Most YoY reports stop at top-line revenue. I wanted to see the underlying mechanics-how specific cities, product categories, and top customers shifted from one year to the next. Since I didn't have access to a real company's private sales database, I built a Python engine using Faker and NumPy to simulate millions of realistic transactions, complete with seasonal logic and product category mappings.
The Methodology
1. Synthetic Data Engineering
Used Python libraries (Faker, NumPy) to simulate realistic customer and order behavior.
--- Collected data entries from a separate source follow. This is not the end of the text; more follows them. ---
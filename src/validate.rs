//! Expression Validation
//!
//! Walks a whole expression and reports everything that would degrade
//! editing: unresolvable names, conflicting governing keys, missing required
//! parameters, legacy V1 nodes, and cyclic alias definitions. Validation
//! never mutates the expression; `clean_operator_node` produces the cleaned
//! replacement used when a node's operator changes.

use std::collections::HashMap;

use petgraph::algo::kosaraju_scc;
use petgraph::graph::{DiGraph, NodeIndex};
use serde_json::{Map, Value};

use crate::alias::{collect_aliases, is_alias_key};
use crate::metadata::{common_properties, OperatorMetadata, RESERVED_PROPERTIES};
use crate::registry::Registry;

// =============================================================================
// Diagnostics
// =============================================================================

#[derive(Debug, Clone, Copy, PartialEq, Eq)]
pub enum Severity {
    Error,
    Warning,
}

#[derive(Debug, Clone)]
pub struct Diagnostic {
    pub code: &'static str,
    pub severity: Severity,
    pub message: String,
    /// Dotted path from the expression root ("" for the root itself)
    pub path: String,
}

/// Result of validating an expression
#[derive(Debug, Default)]
pub struct ValidationReport {
    pub diagnostics: Vec<Diagnostic>,
}

impl ValidationReport {
    pub fn is_clean(&self) -> bool {
        !self
            .diagnostics
            .iter()
            .any(|d| d.severity == Severity::Error)
    }

    pub fn errors(&self) -> impl Iterator<Item = &Diagnostic> {
        self.diagnostics
            .iter()
            .filter(|d| d.severity == Severity::Error)
    }

    pub fn warnings(&self) -> impl Iterator<Item = &Diagnostic> {
        self.diagnostics
            .iter()
            .filter(|d| d.severity == Severity::Warning)
    }

    fn push(&mut self, code: &'static str, severity: Severity, message: String, path: &str) {
        self.diagnostics.push(Diagnostic {
            code,
            severity,
            message,
            path: path.to_string(),
        });
    }
}

// =============================================================================
// Validation Walk
// =============================================================================

fn join(path: &str, key: &str) -> String {
    if path.is_empty() {
        key.to_string()
    } else {
        format!("{path}.{key}")
    }
}

/// Validate an expression against the registry
pub fn validate_expression(expression: &Value, registry: &Registry) -> ValidationReport {
    let mut report = ValidationReport::default();
    validate_node(expression, registry, "", &mut report);
    check_alias_cycles(expression, registry, &mut report);
    report
}

fn validate_node(value: &Value, registry: &Registry, path: &str, report: &mut ValidationReport) {
    match value {
        Value::Object(map) => {
            validate_object(map, registry, path, report);
            for (key, child) in map {
                validate_node(child, registry, &join(path, key), report);
            }
        }
        Value::Array(items) => {
            for (index, child) in items.iter().enumerate() {
                validate_node(child, registry, &join(path, &index.to_string()), report);
            }
        }
        _ => {}
    }
}

fn validate_object(
    map: &Map<String, Value>,
    registry: &Registry,
    path: &str,
    report: &mut ValidationReport,
) {
    let has_operator = map.contains_key("operator");
    let has_fragment = map.contains_key("fragment");

    if has_operator && has_fragment {
        report.push(
            "dual-governing-keys",
            Severity::Error,
            "node carries both 'operator' and 'fragment'; exactly one may govern".to_string(),
            path,
        );
    }

    if has_operator {
        validate_operator_node(map, registry, path, report);
    } else if has_fragment {
        validate_fragment_node(map, registry, path, report);
    }
}

fn validate_operator_node(
    map: &Map<String, Value>,
    registry: &Registry,
    path: &str,
    report: &mut ValidationReport,
) {
    let name = match map.get("operator").and_then(Value::as_str) {
        Some(name) => name,
        None => {
            report.push(
                "operator-not-a-string",
                Severity::Error,
                "'operator' must be a name string".to_string(),
                path,
            );
            return;
        }
    };

    let meta = match registry.resolve_operator(name) {
        Some(meta) => meta,
        None => {
            if registry.resolve_function(name).is_none() {
                report.push(
                    "unresolved-operator",
                    Severity::Error,
                    format!("'{name}' is not a registered operator or function"),
                    path,
                );
            }
            return;
        }
    };

    if meta.is_custom_function_marker() {
        match map.get("functionName").and_then(Value::as_str) {
            Some(function) if registry.resolve_function(function).is_none() => {
                report.push(
                    "unresolved-function",
                    Severity::Error,
                    format!("'{function}' is not a registered custom function"),
                    path,
                );
            }
            Some(_) => {}
            None => {
                report.push(
                    "missing-function-name",
                    Severity::Error,
                    "custom-function node is missing 'functionName'".to_string(),
                    path,
                );
            }
        }
    }

    // V1 nodes carry their arguments positionally; the named-parameter
    // checks only apply after upgrade
    if matches!(map.get("children"), Some(Value::Array(_))) {
        report.push(
            "legacy-v1-syntax",
            Severity::Warning,
            format!("'{name}' uses the legacy positional 'children' form"),
            path,
        );
        return;
    }

    for param in meta.positional_parameters() {
        if param.required && !map.keys().any(|key| param.matches_key(key)) {
            report.push(
                "missing-required-parameter",
                Severity::Error,
                format!("required parameter '{}' is missing", param.name),
                path,
            );
        }
    }

    if !meta.accepts_arbitrary_properties() {
        for key in map.keys() {
            if is_unknown_property(key, meta, registry) {
                report.push(
                    "unknown-property",
                    Severity::Warning,
                    format!("'{key}' is not a parameter of {}", meta.name),
                    path,
                );
            }
        }
    }
}

fn validate_fragment_node(
    map: &Map<String, Value>,
    registry: &Registry,
    path: &str,
    report: &mut ValidationReport,
) {
    let name = match map.get("fragment").and_then(Value::as_str) {
        Some(name) => name,
        None => {
            report.push(
                "fragment-not-a-string",
                Severity::Error,
                "'fragment' must be a name string".to_string(),
                path,
            );
            return;
        }
    };

    match registry.resolve_fragment(name) {
        Some(frag) => {
            for param in &frag.parameters {
                if param.required && !map.keys().any(|key| param.matches_key(key)) {
                    report.push(
                        "missing-required-parameter",
                        Severity::Error,
                        format!("required parameter '{}' is missing", param.name),
                        path,
                    );
                }
            }
        }
        // Editing falls back to the first registered fragment, so a stale
        // name degrades rather than blocks
        None => report.push(
            "unresolved-fragment",
            Severity::Warning,
            format!("'{name}' is not a registered fragment"),
            path,
        ),
    }
}

fn is_unknown_property(key: &str, meta: &OperatorMetadata, registry: &Registry) -> bool {
    if RESERVED_PROPERTIES.contains(&key) {
        return false;
    }
    if meta.parameter(key).is_some() {
        return false;
    }
    if common_properties().iter().any(|p| p.matches_key(key)) {
        return false;
    }
    // Custom-function arguments live beside the marker operator
    if meta.is_custom_function_marker() && matches!(key, "functionName" | "args" | "input") {
        return false;
    }
    // Alias bindings are scoped data, not operator parameters
    !(is_alias_key(key) && !registry.reserved_names().contains(&key[1..]))
}

// =============================================================================
// Alias Cycle Detection
// =============================================================================

/// Alias definitions may reference each other; definitions that form a cycle
/// can never finish evaluating. Detected via strongly connected components
/// over the binding-reference graph.
fn check_alias_cycles(expression: &Value, registry: &Registry, report: &mut ValidationReport) {
    let mut bindings: HashMap<String, Value> = HashMap::new();
    collect_all_bindings(expression, registry, &mut bindings);
    if bindings.is_empty() {
        return;
    }

    let mut graph: DiGraph<String, ()> = DiGraph::new();
    let mut indices: HashMap<String, NodeIndex> = HashMap::new();
    for name in bindings.keys() {
        indices.insert(name.clone(), graph.add_node(name.clone()));
    }
    for (name, subtree) in &bindings {
        for other in bindings.keys() {
            if other != name && references_alias(subtree, other) {
                graph.add_edge(indices[name], indices[other], ());
            }
        }
        if references_alias(subtree, name) {
            graph.add_edge(indices[name], indices[name], ());
        }
    }

    for component in kosaraju_scc(&graph) {
        let cyclic = component.len() > 1
            || graph.contains_edge(component[0], component[0]);
        if cyclic {
            let mut members: Vec<&str> =
                component.iter().map(|ix| graph[*ix].as_str()).collect();
            members.sort();
            report.push(
                "cyclic-alias-definitions",
                Severity::Error,
                format!("alias definitions form a cycle: {}", members.join(" -> ")),
                "",
            );
        }
    }
}

fn collect_all_bindings(
    value: &Value,
    registry: &Registry,
    bindings: &mut HashMap<String, Value>,
) {
    match value {
        Value::Object(map) => {
            for (key, subtree) in collect_aliases(value, registry.reserved_names()) {
                bindings.entry(key).or_insert(subtree);
            }
            for child in map.values() {
                collect_all_bindings(child, registry, bindings);
            }
        }
        Value::Array(items) => {
            for child in items {
                collect_all_bindings(child, registry, bindings);
            }
        }
        _ => {}
    }
}

/// Does `subtree` reference the alias `name` (a `"$name"` string value)?
fn references_alias(subtree: &Value, name: &str) -> bool {
    match subtree {
        Value::String(s) => s == name,
        Value::Array(items) => items.iter().any(|v| references_alias(v, name)),
        Value::Object(map) => map.values().any(|v| references_alias(v, name)),
        _ => false,
    }
}

// =============================================================================
// Node Cleaning
// =============================================================================

/// Strip the operator-specific parameters from a node, keeping the governing
/// key, common properties and alias bindings. Used when the node's operator
/// changes to one with different parameters; switching between aliases of
/// the same operator keeps the node as is.
pub fn clean_operator_node(node: &Value, registry: &Registry) -> Value {
    let map = match node.as_object() {
        Some(map) => map,
        None => return node.clone(),
    };

    let mut cleaned = Map::new();
    for (key, value) in map {
        let keep = RESERVED_PROPERTIES.contains(&key.as_str())
            || (is_alias_key(key) && !registry.reserved_names().contains(&key[1..]));
        if keep && key != "children" {
            cleaned.insert(key.clone(), value.clone());
        }
    }
    Value::Object(cleaned)
}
I hardcoded specific logic blocks to ensure product categories mapped correctly to prices and seasonal buying habits.
2. Data Structuring
Formatted the raw simulation outputs into clean CSVs, ensuring all dates, primary keys, and data types were perfectly structured for relational modeling before they ever touched a BI tool.
3. Visual Analytics
Built a three-page Power BI dashboard featuring dynamic mapping, custom hover tooltips, and gauge charts to actively track actual performance against simulated 2024 targets.
The Deliverables
Key Findings
The Pareto principle holds true.
Even in a synthetic model designed with random variance, the top 100 customers accounted for over 60% of total revenue. This proves why identifying and isolating VIP cohorts is more important than tracking raw traffic.
Geography dictates volume.
San Francisco, New York, and Houston heavily skewed the sales map. Drilling down into the Power BI map filters revealed that category dominance (like Electronics vs. Clothing) shifted drastically depending on the city.